## Your goal
From the data that follows, print exactly the lines starting at the one containing "workbook in place." and ending at the one containing "let translate_start = Instant::now();"; include both of them and nothing more.

Stored data
──────────

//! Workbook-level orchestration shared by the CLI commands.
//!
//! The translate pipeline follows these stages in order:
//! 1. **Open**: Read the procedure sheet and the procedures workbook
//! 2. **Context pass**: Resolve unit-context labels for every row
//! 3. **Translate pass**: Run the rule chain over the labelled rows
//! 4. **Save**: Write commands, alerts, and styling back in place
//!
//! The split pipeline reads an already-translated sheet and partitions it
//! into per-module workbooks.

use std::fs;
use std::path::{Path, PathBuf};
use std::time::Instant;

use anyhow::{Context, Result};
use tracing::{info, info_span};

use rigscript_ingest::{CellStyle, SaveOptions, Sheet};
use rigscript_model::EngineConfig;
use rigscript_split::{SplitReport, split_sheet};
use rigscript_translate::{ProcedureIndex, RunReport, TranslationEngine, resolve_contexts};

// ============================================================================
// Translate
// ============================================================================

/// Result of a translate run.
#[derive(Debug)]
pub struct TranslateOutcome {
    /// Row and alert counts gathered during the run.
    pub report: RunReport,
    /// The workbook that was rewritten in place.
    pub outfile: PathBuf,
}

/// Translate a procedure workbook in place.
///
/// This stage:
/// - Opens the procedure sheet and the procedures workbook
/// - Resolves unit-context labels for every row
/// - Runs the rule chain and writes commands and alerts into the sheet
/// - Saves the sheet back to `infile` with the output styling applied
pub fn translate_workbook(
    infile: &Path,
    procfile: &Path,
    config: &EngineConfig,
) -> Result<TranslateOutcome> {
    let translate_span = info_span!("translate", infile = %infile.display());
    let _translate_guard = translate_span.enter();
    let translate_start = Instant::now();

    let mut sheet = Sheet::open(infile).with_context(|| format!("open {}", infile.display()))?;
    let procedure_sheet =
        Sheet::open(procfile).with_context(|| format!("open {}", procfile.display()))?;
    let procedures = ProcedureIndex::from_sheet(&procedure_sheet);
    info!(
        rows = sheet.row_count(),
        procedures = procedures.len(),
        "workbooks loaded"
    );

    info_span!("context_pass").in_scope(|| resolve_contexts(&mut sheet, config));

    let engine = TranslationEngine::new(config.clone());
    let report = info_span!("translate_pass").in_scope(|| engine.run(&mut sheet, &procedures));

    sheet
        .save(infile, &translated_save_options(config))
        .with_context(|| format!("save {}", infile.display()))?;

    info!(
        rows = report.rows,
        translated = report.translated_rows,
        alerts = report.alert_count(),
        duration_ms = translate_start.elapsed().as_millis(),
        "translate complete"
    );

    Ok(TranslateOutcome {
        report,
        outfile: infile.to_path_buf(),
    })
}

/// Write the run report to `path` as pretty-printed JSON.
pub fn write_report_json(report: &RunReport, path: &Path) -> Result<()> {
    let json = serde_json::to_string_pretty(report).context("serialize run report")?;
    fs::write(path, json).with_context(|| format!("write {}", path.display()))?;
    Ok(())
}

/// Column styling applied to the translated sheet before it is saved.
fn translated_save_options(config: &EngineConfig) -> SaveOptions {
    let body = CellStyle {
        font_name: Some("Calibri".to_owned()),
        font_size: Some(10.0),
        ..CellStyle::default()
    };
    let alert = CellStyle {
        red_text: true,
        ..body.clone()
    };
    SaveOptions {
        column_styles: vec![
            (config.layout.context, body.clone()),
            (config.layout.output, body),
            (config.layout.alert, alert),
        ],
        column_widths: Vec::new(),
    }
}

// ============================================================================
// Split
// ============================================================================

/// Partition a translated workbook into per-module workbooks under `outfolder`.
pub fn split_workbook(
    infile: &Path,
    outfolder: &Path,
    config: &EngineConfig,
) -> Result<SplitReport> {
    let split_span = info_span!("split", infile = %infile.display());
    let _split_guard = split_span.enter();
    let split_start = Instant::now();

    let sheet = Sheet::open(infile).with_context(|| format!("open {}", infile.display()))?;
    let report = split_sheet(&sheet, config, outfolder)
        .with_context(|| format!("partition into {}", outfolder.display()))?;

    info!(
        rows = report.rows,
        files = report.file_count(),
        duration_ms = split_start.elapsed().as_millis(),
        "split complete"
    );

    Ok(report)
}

──────────

## Task response
/// Translate a procedure workbook in place.
///
/// This stage:
/// - Opens the procedure sheet and the procedures workbook
/// - Resolves unit-context labels for every row
/// - Runs the rule chain and writes commands and alerts into the sheet
/// - Saves the sheet back to `infile` with the output styling applied
pub fn translate_workbook(
    infile: &Path,
    procfile: &Path,
    config: &EngineConfig,
) -> Result<TranslateOutcome> {
    let translate_span = info_span!("translate", infile = %infile.display());
    let _translate_guard = translate_span.enter();
    let translate_start = Instant::now();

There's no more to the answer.